EXERCISE REQUIREMENTS: Below is a listing. Gather each line of it that contains "skip".

INFORMATION SUPPLIED:
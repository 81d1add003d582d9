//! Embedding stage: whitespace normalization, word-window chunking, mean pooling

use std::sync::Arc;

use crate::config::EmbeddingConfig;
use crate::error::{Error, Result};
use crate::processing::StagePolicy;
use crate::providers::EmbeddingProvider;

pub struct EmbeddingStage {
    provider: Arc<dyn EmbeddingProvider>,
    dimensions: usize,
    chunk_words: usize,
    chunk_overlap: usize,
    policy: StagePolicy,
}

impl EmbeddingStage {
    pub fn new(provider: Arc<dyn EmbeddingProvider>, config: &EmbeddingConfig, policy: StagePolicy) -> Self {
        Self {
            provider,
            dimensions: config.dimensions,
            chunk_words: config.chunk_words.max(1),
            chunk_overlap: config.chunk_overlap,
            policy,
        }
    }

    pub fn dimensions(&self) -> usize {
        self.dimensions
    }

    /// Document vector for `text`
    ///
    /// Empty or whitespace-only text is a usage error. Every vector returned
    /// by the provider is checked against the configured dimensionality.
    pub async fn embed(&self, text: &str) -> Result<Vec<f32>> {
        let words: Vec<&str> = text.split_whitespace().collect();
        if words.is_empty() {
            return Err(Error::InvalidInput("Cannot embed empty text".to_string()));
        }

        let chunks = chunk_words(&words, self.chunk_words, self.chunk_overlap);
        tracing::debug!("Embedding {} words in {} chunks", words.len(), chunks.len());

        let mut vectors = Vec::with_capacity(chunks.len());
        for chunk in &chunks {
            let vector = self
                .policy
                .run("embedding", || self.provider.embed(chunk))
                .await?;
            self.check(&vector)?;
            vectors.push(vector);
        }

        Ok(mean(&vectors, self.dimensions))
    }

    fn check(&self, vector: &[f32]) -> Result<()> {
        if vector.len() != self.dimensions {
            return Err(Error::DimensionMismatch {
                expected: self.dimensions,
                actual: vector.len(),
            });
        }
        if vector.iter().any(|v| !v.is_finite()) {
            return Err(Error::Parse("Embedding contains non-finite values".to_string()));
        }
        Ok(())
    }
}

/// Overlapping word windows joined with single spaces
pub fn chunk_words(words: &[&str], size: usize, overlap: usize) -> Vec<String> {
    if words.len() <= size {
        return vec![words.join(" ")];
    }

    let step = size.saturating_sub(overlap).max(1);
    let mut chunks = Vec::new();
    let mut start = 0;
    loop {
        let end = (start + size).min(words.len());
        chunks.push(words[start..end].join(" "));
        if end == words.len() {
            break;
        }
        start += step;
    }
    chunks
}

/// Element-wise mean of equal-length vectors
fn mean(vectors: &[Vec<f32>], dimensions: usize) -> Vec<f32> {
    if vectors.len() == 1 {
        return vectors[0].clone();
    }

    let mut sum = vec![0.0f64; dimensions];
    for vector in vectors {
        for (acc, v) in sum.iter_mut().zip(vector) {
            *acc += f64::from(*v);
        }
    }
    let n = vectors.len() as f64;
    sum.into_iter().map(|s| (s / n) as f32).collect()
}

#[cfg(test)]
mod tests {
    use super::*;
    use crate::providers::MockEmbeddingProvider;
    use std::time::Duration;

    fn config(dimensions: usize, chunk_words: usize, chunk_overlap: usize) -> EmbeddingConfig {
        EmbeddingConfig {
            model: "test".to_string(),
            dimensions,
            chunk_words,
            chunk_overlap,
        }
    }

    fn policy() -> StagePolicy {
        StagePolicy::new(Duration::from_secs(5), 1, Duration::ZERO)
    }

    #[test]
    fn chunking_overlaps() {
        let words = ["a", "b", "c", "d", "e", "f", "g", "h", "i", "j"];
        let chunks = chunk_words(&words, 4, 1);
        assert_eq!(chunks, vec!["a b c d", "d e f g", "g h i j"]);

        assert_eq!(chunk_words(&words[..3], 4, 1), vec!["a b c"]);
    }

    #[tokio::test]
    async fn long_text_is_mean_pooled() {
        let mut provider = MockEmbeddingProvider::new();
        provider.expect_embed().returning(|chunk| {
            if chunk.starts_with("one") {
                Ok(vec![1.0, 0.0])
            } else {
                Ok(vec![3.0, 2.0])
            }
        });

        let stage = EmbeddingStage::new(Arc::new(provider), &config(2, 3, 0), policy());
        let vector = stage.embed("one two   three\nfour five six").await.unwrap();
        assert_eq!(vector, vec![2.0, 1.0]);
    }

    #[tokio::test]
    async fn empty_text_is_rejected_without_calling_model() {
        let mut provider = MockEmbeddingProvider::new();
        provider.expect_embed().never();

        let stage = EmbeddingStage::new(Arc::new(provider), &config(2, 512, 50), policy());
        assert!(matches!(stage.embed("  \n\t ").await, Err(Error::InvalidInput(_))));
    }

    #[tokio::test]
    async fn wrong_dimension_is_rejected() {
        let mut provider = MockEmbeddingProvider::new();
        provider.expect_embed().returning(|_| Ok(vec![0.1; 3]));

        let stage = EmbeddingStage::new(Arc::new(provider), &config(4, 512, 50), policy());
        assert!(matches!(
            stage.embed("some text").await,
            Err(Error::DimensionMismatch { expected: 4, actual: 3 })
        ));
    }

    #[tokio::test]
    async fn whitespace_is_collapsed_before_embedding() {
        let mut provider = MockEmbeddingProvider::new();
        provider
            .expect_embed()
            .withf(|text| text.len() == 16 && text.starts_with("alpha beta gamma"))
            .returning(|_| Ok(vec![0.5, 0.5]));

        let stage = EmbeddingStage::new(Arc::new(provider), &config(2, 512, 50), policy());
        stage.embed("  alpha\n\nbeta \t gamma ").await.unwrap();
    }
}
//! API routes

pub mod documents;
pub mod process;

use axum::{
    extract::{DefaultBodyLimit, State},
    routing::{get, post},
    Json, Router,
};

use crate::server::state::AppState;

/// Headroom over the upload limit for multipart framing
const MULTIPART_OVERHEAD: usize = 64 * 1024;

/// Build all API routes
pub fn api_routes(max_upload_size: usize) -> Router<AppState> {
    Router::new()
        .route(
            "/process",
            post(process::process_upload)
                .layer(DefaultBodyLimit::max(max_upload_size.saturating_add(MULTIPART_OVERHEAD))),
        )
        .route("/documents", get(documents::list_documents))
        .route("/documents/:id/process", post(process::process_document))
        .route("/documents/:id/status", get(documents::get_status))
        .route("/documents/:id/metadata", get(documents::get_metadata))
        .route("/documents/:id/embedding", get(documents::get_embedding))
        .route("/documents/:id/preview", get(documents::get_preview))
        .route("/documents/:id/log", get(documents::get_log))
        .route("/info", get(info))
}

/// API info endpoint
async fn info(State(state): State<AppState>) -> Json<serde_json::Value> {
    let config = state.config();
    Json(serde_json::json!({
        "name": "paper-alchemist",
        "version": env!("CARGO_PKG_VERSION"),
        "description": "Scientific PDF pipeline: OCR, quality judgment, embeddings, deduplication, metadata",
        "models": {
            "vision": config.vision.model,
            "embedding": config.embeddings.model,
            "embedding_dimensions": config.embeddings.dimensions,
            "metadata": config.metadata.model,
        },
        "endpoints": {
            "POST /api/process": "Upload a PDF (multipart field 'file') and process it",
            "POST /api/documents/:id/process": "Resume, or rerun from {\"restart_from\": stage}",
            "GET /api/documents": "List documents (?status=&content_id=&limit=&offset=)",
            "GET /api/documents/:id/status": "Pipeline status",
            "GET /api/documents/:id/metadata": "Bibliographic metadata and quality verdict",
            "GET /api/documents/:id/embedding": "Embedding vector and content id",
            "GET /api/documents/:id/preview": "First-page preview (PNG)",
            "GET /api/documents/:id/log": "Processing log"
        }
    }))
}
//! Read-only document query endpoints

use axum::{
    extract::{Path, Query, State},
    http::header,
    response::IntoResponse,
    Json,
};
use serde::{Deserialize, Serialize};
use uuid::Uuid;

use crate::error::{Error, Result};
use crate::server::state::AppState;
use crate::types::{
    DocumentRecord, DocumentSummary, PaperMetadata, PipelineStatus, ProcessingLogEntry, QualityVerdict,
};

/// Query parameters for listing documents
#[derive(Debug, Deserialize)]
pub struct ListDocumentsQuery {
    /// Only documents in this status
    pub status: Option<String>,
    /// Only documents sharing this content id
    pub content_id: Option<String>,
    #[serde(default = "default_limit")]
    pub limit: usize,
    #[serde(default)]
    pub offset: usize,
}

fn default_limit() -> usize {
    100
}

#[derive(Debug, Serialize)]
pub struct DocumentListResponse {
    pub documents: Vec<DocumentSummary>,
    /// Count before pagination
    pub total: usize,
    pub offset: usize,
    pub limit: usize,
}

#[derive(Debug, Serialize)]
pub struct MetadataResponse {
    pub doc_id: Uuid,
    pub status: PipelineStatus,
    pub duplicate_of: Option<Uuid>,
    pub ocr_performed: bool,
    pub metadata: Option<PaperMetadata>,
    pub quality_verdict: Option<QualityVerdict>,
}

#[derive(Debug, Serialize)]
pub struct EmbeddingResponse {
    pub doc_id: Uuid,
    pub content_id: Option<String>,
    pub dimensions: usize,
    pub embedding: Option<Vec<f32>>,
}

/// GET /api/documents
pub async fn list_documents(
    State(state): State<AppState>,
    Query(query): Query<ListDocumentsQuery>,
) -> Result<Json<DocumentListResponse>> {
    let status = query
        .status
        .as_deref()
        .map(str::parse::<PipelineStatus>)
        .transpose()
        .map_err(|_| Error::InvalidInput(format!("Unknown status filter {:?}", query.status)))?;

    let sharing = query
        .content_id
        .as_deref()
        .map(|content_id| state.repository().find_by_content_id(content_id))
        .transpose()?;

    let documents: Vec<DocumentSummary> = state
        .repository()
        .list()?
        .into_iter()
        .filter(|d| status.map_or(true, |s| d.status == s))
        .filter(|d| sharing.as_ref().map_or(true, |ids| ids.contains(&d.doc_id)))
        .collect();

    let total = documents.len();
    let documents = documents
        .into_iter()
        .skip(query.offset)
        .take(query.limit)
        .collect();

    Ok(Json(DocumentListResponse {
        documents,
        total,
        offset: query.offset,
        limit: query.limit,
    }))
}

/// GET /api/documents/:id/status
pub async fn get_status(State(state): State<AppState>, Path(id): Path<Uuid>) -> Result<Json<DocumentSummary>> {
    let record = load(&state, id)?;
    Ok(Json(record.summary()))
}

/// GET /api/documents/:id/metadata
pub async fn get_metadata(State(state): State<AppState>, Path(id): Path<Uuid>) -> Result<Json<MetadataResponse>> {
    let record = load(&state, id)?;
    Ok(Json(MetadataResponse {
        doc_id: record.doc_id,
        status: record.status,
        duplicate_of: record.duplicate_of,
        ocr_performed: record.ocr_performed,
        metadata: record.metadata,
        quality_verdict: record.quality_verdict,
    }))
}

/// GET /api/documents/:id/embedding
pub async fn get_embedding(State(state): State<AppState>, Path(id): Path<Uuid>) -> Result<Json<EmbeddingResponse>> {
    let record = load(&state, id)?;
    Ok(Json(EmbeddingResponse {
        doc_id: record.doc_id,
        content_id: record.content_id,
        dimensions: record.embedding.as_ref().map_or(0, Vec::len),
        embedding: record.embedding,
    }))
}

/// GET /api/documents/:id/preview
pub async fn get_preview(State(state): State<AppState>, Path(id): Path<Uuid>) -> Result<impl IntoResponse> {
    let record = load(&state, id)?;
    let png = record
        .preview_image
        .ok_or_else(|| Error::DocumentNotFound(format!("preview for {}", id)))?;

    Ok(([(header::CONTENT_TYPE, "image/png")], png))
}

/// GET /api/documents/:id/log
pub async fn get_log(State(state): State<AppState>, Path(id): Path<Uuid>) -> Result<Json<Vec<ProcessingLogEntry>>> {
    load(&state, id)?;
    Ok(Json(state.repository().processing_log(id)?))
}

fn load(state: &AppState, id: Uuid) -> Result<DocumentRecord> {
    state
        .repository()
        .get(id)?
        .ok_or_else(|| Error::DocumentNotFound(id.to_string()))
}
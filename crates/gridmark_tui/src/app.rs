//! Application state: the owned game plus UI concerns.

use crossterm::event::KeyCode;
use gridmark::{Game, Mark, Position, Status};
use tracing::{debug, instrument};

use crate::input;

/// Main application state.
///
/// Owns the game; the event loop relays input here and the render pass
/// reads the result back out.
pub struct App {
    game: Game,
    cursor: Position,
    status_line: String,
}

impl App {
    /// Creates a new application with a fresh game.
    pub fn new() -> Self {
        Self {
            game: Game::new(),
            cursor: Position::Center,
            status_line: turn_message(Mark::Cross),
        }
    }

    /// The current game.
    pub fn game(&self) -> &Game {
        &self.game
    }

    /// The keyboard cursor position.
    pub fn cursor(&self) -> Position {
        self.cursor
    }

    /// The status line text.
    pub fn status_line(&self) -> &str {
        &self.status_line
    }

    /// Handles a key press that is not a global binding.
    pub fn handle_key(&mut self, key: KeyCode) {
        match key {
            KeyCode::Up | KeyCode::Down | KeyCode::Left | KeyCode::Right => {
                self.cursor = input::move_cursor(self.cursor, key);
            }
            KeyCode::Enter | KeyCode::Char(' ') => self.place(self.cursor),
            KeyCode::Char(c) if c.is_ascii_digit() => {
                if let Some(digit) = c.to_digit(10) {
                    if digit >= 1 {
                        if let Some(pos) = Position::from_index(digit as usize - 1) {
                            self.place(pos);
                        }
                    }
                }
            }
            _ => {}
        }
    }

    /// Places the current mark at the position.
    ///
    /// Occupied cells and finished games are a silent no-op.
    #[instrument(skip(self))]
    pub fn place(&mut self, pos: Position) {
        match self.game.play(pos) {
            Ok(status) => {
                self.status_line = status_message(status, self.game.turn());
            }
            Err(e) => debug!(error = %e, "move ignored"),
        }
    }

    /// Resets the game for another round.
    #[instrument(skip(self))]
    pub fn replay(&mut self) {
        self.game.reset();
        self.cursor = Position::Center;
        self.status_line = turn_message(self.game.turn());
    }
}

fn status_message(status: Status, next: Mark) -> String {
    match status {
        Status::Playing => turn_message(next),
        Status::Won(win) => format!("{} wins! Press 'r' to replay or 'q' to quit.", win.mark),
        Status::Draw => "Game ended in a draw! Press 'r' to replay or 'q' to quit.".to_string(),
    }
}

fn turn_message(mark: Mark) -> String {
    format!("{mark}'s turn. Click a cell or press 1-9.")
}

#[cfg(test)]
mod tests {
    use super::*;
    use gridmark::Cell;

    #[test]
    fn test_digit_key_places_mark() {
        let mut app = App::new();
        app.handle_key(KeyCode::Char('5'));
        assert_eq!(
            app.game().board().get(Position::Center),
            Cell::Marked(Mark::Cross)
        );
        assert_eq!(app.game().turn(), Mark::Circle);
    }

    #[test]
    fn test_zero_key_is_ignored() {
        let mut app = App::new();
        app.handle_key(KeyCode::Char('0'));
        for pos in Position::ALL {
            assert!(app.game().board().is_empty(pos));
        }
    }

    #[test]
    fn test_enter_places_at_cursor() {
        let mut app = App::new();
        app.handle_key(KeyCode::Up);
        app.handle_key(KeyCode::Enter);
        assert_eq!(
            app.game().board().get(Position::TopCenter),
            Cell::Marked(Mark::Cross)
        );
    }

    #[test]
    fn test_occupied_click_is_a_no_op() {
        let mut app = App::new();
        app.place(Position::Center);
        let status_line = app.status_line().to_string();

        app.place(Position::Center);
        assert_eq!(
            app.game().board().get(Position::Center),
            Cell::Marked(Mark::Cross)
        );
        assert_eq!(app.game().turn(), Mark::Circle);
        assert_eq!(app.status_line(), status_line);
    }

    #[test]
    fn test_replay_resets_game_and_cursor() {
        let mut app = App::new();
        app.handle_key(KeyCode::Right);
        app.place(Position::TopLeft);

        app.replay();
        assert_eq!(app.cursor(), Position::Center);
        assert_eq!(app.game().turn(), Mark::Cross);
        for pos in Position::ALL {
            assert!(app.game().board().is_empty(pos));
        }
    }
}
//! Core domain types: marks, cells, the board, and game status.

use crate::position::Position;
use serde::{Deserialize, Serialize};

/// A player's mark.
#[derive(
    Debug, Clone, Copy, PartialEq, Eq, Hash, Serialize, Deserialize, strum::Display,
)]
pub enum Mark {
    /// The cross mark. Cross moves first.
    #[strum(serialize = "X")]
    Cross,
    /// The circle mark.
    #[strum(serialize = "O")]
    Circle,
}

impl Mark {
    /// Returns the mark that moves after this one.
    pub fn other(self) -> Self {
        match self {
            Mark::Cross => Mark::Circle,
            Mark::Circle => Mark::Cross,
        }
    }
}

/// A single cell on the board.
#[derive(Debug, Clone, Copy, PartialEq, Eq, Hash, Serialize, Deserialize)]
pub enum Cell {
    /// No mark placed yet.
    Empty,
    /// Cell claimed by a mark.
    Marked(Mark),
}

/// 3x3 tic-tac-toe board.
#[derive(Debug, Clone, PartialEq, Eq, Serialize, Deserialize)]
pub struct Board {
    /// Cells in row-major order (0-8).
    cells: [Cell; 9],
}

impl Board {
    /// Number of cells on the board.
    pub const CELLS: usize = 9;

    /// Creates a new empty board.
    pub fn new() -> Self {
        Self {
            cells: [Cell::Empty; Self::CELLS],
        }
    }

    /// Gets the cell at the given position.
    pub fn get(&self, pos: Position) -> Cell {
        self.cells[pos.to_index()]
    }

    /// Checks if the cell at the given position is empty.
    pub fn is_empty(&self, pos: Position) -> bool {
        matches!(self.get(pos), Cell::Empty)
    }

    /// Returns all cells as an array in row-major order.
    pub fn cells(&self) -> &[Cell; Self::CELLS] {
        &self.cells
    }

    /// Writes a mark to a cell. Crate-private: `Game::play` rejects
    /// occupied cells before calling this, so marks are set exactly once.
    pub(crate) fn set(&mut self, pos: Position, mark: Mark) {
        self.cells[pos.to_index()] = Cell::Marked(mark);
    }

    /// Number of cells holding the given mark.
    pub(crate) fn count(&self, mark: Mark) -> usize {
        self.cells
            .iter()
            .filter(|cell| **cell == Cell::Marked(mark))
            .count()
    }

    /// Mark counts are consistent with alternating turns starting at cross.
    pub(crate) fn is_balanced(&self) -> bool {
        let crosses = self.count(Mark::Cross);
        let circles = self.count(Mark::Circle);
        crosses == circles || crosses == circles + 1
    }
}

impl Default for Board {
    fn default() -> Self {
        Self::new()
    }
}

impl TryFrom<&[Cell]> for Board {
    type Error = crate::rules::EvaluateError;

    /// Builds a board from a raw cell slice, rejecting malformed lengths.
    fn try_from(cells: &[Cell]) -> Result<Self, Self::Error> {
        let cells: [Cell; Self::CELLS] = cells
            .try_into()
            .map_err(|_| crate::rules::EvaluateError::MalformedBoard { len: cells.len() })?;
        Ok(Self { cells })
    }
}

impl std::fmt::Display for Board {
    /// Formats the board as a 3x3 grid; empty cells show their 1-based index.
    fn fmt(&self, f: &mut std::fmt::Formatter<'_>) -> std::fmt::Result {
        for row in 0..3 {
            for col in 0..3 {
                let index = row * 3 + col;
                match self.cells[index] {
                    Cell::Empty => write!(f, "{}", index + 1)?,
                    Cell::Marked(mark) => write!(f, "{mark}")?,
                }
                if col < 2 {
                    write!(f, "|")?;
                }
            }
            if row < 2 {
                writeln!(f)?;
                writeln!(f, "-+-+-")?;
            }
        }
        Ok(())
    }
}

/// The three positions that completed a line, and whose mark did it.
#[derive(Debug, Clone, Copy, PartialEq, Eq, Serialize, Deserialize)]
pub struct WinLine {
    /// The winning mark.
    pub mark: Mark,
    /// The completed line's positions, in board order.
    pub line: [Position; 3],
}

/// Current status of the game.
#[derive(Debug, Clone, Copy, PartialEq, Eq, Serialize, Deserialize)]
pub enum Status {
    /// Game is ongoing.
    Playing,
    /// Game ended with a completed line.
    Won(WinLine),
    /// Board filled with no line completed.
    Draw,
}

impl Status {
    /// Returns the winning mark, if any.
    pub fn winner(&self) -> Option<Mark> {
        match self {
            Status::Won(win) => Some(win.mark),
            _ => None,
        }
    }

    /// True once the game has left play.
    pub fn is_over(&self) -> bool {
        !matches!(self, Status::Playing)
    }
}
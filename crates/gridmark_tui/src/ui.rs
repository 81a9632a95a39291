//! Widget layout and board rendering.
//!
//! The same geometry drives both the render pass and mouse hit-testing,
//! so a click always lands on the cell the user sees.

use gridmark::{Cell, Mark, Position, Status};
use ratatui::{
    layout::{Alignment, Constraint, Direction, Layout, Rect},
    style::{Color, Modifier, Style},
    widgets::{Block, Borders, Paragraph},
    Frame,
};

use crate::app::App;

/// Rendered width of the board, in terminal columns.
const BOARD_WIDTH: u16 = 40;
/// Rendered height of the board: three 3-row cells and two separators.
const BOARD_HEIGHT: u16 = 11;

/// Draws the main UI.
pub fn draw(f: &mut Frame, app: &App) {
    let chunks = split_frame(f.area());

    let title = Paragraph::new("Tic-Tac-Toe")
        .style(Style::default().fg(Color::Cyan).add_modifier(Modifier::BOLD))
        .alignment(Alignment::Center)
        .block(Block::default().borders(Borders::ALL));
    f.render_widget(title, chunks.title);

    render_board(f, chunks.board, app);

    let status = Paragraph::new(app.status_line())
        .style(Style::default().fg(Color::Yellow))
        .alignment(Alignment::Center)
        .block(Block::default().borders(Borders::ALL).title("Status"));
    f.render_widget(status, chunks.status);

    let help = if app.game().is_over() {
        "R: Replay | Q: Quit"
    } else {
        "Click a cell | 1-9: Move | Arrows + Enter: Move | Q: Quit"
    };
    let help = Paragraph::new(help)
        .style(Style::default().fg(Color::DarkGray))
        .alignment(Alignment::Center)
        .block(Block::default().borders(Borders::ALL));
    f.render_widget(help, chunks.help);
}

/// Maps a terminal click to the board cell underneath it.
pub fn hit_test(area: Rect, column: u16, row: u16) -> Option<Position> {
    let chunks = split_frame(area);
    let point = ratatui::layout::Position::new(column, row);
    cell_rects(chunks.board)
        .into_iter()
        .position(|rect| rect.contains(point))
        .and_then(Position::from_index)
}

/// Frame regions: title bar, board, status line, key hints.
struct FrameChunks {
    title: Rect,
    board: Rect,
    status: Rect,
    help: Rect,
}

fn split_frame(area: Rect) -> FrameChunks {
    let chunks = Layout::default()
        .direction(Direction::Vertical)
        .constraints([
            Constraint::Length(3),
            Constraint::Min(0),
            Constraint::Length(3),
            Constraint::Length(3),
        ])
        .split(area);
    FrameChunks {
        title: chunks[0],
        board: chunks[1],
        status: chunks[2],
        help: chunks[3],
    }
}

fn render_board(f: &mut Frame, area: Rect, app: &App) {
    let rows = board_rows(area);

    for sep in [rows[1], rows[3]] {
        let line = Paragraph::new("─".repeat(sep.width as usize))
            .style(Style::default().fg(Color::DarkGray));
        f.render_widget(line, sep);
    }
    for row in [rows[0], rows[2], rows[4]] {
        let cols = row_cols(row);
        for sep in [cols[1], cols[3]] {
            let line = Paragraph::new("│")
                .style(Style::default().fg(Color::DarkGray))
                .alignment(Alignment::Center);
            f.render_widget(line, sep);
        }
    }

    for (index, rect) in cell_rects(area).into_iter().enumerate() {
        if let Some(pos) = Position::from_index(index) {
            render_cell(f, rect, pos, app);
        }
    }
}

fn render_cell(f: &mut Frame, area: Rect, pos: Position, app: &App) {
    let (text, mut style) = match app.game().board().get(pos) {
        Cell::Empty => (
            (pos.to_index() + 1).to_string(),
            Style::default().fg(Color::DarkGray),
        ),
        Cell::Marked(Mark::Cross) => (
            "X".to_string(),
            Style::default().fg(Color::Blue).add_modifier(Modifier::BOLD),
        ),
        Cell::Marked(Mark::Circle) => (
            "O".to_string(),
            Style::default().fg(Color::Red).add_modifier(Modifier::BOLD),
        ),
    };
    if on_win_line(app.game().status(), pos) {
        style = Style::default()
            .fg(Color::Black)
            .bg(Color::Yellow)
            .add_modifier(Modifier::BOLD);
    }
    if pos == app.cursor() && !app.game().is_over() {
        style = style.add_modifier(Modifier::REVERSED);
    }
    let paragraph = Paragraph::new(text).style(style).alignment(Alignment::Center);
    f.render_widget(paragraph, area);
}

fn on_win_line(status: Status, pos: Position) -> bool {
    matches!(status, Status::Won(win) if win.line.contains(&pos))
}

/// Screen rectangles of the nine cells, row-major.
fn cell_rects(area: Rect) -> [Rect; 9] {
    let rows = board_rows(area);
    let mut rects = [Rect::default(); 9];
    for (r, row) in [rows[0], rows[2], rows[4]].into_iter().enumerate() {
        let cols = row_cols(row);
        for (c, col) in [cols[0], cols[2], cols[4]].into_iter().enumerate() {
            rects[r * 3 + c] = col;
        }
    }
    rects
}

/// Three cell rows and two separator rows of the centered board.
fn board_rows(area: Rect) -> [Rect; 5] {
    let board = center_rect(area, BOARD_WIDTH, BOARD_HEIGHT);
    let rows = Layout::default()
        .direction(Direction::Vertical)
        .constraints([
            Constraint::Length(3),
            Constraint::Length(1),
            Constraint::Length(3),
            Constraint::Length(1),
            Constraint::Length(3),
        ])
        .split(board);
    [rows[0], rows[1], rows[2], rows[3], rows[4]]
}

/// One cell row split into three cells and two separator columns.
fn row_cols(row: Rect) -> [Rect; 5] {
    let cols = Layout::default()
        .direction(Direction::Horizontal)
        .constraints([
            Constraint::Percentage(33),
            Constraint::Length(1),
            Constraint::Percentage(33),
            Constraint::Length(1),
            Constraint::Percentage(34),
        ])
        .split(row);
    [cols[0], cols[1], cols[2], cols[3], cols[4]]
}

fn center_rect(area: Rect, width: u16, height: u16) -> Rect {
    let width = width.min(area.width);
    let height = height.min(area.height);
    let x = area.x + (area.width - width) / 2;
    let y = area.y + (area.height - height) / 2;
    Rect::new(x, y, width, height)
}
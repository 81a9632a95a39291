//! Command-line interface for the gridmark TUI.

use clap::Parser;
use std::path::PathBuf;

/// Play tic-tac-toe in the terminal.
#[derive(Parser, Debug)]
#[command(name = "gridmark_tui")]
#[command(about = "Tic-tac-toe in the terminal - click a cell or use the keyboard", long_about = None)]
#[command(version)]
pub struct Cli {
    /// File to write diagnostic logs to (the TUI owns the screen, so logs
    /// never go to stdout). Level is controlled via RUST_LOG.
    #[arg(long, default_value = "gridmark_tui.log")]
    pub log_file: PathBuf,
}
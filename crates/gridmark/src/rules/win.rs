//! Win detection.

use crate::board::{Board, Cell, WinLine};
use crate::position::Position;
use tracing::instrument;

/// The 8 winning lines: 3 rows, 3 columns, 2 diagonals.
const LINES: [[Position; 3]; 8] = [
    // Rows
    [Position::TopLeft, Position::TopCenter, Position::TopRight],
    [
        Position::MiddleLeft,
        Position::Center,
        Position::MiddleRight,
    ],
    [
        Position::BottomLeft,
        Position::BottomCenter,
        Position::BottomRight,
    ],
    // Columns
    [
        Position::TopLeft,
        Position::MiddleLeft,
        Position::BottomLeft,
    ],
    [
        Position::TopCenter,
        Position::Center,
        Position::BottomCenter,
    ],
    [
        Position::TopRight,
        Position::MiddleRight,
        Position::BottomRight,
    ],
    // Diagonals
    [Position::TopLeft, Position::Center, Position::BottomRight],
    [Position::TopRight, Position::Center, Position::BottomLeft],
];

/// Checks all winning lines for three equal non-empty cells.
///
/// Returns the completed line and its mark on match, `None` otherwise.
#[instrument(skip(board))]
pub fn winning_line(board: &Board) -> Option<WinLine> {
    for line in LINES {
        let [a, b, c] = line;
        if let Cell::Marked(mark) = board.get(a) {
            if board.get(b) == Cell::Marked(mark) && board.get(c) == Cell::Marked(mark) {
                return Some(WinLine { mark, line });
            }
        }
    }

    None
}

FINISHED EXERCISE:
        .skip(query.offset)
    #[instrument(skip(self))]
    #[instrument(skip(self))]
#[instrument(skip(board))]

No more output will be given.